Assigned task:
Locate the word "opened" in the material, then show every line that holds it.

Working data:
◇ ◇ ◇

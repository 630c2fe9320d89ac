//! Plain-text renderer for the shell binary.
//!
//! Renders a [`UIViewModel`] as lines of text: header, optional search bar,
//! rows or empty state, notice, footer. Query matches in row names are
//! wrapped in brackets. An opened record is rendered as a detail card
//! instead of the list.
//!
//! # Example
//!
//! ```rust
//! use shelter::app::AppState;
//! use shelter::ui::render;
//!
//! let state = AppState::new();
//! let mut out = Vec::new();
//! render(&state, 24, &mut out)?;
//! assert!(String::from_utf8(out)?.contains("Loading..."));
//! # Ok::<(), Box<dyn std::error::Error>>(())
//! ```

use crate::app::{AppState, Detail};
use crate::domain::{Listing, ShelterEvent};
use crate::ui::viewmodel::{DisplayItem, UIViewModel};
use std::io::{self, Write};

const NAME_COLUMN_WIDTH: usize = 24;

/// Renders the current state to `out`.
///
/// # Errors
///
/// Returns any error from writing to `out`.
pub fn render(state: &AppState, rows: usize, out: &mut impl Write) -> io::Result<()> {
    if let Some(detail) = &state.detail {
        render_detail(state, detail, out)?;
        if let Some(notice) = &state.notice {
            writeln!(out, "! {notice}")?;
        }
        return Ok(());
    }

    let viewmodel = state.compute_viewmodel(rows);
    render_viewmodel(&viewmodel, out)
}

/// Renders one opened listing or event.
///
/// # Errors
///
/// Returns any error from writing to `out`.
pub fn render_detail(state: &AppState, detail: &Detail, out: &mut impl Write) -> io::Result<()> {
    match detail {
        Detail::Listing(listing) => {
            let favorite = state.favorites.is_favorite(&listing.id);
            render_listing(listing, favorite, out)
        }
        Detail::Event {
            event,
            is_registered,
        } => render_event(event, *is_registered, out),
    }
}

fn render_listing(listing: &Listing, favorite: bool, out: &mut impl Write) -> io::Result<()> {
    let star = if favorite { " *" } else { "" };
    writeln!(out, "=== {}{star} ===", listing.name)?;
    writeln!(out, "  {} · {}", listing.category, listing.age_label())?;
    writeln!(out, "  status: {}", listing.status.label())?;
    writeln!(out, "  {}", listing.description)?;
    if !listing.images.is_empty() {
        writeln!(out, "  photos: {}", listing.images.len())?;
    }
    let hint = if listing.is_available() {
        "fav: toggle favorite  adopt: request adoption  back: close"
    } else {
        "fav: toggle favorite  back: close"
    };
    writeln!(out, "{hint}")
}

fn render_event(event: &ShelterEvent, is_registered: bool, out: &mut impl Write) -> io::Result<()> {
    writeln!(out, "=== {} ===", event.title)?;
    writeln!(out, "  {} {}", event.date_label(), event.time_label())?;
    writeln!(out, "  {}", event.location)?;
    if let Some(attendees) = event.attendees {
        writeln!(out, "  attendees: {attendees}")?;
    }
    writeln!(out, "  {}", event.description)?;
    if is_registered {
        writeln!(out, "  You are registered for this event")?;
        writeln!(out, "back: close")
    } else {
        writeln!(out, "register: sign up for this event  back: close")
    }
}

/// Renders a pre-computed view model.
///
/// # Errors
///
/// Returns any error from writing to `out`.
pub fn render_viewmodel(vm: &UIViewModel, out: &mut impl Write) -> io::Result<()> {
    writeln!(out, "==={}===", vm.header.title)?;

    if let Some(search) = &vm.search_bar {
        writeln!(out, "search [{}]: {}_", search.category, search.query)?;
    }

    if let Some(empty) = &vm.empty_state {
        writeln!(out, "  {}", empty.message)?;
        if !empty.subtitle.is_empty() {
            writeln!(out, "  {}", empty.subtitle)?;
        }
    } else {
        for item in &vm.display_items {
            render_row(item, out)?;
        }
    }

    if let Some(notice) = &vm.notice {
        writeln!(out, "! {notice}")?;
    }

    writeln!(out, "{}", vm.footer.keybindings)
}

fn render_row(item: &DisplayItem, out: &mut impl Write) -> io::Result<()> {
    let cursor = if item.is_selected { '>' } else { ' ' };
    let marker = match (item.is_syncing, item.is_favorite, item.is_registered) {
        (true, _, _) => '~',
        (false, true, _) => '*',
        (false, false, true) => '+',
        _ => ' ',
    };
    let name = highlight(&item.name, &item.highlight_ranges);
    let padding = NAME_COLUMN_WIDTH.saturating_sub(name.chars().count());

    writeln!(
        out,
        "{cursor}{marker} {:<6} {name}{:padding$} {}",
        item.id,
        "",
        item.detail
    )
}

/// Wraps each highlighted character range of `text` in brackets.
///
/// Ranges are character indices, assumed sorted and non-overlapping.
#[must_use]
pub fn highlight(text: &str, ranges: &[(usize, usize)]) -> String {
    if ranges.is_empty() {
        return text.to_string();
    }

    let chars: Vec<char> = text.chars().collect();
    let mut rendered = String::with_capacity(text.len() + ranges.len() * 2);
    let mut current_pos = 0;

    for &(start, end) in ranges {
        let start = start.min(chars.len()).max(current_pos);
        let end = end.min(chars.len());
        if start >= end {
            continue;
        }
        rendered.extend(&chars[current_pos..start]);
        rendered.push('[');
        rendered.extend(&chars[start..end]);
        rendered.push(']');
        current_pos = end;
    }

    rendered.extend(&chars[current_pos..]);
    rendered
}

#[cfg(test)]
mod tests {
    use super::*;
    use crate::catalog::CatalogStore;
    use crate::domain::{Category, Listing};

    #[test]
    fn highlight_wraps_ranges() {
        assert_eq!(highlight("Luna", &[(0, 2)]), "[Lu]na");
        assert_eq!(highlight("banana", &[(1, 3), (3, 5)]), "b[an][an]a");
        assert_eq!(highlight("Max", &[]), "Max");
        assert_eq!(highlight("Max", &[(2, 10)]), "Ma[x]");
    }

    #[test]
    fn renders_rows_with_markers() {
        let mut state = AppState::new();
        state.listings = CatalogStore::from_fetch(vec![
            Listing::new("1", Category::Dog, "Max", ""),
            Listing::new("2", Category::Cat, "Luna", ""),
        ]);
        state.favorites.reset(["2"]);
        state.notice = Some("Could not update favorites".into());
        state.apply_filter();

        let mut out = Vec::new();
        render(&state, 24, &mut out).unwrap();
        let text = String::from_utf8(out).unwrap();
        let lines: Vec<&str> = text.lines().collect();

        assert_eq!(lines[0], "=== Animals (2) ===");
        assert!(lines[1].starts_with(">  1"));
        assert!(lines[2].starts_with(" * 2"));
        assert!(text.contains("! Could not update favorites"));
    }

    #[test]
    fn renders_open_listing_instead_of_rows() {
        let mut state = AppState::new();
        let mut luna = Listing::new("2", Category::Cat, "Luna", "Calm and curious");
        luna.age_months = 18;
        state.favorites.reset(["2"]);
        state.detail = Some(Detail::Listing(luna));

        let mut out = Vec::new();
        render(&state, 24, &mut out).unwrap();
        let text = String::from_utf8(out).unwrap();

        assert!(text.starts_with("=== Luna * ==="));
        assert!(text.contains("1 year and 6 months"));
        assert!(text.contains("adopt: request adoption"));
    }
}
//! Input and view mode state types for the application.
//!
//! The application is in one of two input modes:
//! - **Normal**: navigation and commands
//! - **Search**: query editing, with typing or result-navigation focus
//!
//! View modes pick which collection is on screen:
//! - **Animals**: the adoption catalog, filtered by category and query
//! - **Events**: shelter events on the selected [`EventTab`], filtered by query
//! - **Favorites**: the signed-in user's favorited animals
//!
//! # Example
//!
//! ```rust
//! use shelter::app::modes::{EventTab, InputMode, SearchFocus, ViewMode};
//!
//! let input_mode = InputMode::Search(SearchFocus::Typing);
//! let view_mode = ViewMode::Events;
//! assert_eq!(EventTab::default(), EventTab::Upcoming);
//! ```

/// Focus state within search mode.
#[derive(Debug, Clone, Copy, PartialEq, Eq)]
pub enum SearchFocus {
    /// User is typing in the search input field.
    Typing,

    /// User is navigating through filtered results.
    Navigating,
}

/// Current input handling mode.
///
/// Controls how character input is interpreted and whether the search bar
/// is displayed.
#[derive(Debug, Clone, Copy, PartialEq, Eq, Default)]
pub enum InputMode {
    /// Default navigation and command mode.
    #[default]
    Normal,

    /// Active search mode with focus state.
    Search(SearchFocus),
}

/// Which collection the screen shows.
#[derive(Debug, Clone, Copy, PartialEq, Eq, Default)]
pub enum ViewMode {
    /// Adoptable animals. Header displays "Animals".
    #[default]
    Animals,

    /// Shelter events. Header displays the active tab.
    Events,

    /// The user's favorites, fetched separately from the catalog.
    Favorites,
}

/// Event partition relative to the current time.
#[derive(Debug, Clone, Copy, PartialEq, Eq, Default)]
pub enum EventTab {
    /// Events dated strictly after now.
    #[default]
    Upcoming,

    /// Events dated now or earlier.
    Past,
}

impl EventTab {
    #[must_use]
    pub const fn label(self) -> &'static str {
        match self {
            Self::Upcoming => "Upcoming",
            Self::Past => "Past",
        }
    }
}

◇ ◇ ◇

Expected answer:
//! wrapped in brackets. An opened record is rendered as a detail card
/// Renders one opened listing or event.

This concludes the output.